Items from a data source
==============================

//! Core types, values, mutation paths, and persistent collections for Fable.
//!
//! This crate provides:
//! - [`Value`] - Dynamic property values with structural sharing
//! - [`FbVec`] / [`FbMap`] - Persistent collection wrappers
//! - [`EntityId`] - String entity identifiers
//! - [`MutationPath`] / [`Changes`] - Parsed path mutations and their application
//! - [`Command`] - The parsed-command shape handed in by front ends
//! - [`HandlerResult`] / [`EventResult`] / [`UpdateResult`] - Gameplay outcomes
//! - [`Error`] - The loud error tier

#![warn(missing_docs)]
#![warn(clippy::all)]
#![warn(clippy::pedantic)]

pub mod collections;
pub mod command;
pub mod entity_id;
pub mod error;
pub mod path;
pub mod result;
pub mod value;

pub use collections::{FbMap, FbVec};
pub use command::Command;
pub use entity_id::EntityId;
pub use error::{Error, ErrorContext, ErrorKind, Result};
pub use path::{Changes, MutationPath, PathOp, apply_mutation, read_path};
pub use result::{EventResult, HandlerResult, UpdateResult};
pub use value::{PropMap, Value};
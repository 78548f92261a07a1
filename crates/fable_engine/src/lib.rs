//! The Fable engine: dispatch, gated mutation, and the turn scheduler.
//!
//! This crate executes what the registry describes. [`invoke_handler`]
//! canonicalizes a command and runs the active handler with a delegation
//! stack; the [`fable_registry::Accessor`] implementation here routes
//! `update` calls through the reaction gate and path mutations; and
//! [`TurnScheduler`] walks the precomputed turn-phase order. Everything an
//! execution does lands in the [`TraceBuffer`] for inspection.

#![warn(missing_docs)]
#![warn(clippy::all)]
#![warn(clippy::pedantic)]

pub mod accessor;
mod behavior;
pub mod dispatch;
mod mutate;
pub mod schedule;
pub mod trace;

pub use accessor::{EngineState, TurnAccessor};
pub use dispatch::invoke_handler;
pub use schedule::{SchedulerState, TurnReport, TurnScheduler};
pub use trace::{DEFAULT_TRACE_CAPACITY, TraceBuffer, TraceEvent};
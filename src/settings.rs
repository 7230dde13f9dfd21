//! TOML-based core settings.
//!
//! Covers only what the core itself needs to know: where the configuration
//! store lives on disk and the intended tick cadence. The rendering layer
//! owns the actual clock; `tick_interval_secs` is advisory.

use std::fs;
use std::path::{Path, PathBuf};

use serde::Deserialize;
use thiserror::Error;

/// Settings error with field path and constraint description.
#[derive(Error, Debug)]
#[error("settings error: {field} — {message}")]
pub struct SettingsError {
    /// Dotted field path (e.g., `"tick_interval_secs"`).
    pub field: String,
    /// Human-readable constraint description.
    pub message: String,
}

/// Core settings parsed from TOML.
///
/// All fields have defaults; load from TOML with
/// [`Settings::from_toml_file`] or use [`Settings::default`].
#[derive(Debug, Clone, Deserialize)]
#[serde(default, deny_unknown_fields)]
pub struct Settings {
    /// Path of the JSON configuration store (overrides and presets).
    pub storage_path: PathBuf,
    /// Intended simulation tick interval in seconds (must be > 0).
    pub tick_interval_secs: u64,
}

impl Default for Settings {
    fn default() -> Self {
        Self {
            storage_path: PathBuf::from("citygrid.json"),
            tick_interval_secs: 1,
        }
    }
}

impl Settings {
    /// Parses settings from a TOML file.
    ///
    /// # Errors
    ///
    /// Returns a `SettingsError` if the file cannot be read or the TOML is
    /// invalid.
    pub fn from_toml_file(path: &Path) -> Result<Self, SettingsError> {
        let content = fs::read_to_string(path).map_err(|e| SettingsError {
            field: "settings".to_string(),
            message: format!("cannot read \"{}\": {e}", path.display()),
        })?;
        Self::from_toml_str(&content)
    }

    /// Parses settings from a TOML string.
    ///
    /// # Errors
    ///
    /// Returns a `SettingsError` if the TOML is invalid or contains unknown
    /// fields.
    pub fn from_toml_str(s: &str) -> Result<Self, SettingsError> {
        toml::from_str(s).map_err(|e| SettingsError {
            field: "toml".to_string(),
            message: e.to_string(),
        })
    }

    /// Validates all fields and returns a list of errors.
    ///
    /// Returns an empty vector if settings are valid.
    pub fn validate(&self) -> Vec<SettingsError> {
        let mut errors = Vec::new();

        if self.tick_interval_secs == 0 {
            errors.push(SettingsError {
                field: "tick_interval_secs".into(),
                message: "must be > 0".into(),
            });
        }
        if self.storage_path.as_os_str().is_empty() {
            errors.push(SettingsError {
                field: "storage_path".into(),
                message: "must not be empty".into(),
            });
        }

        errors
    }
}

==============================

The task: Copy each line above that has the word "values".

Exercise answer:
//! Core types, values, mutation paths, and persistent collections for Fable.
//! - [`Value`] - Dynamic property values with structural sharing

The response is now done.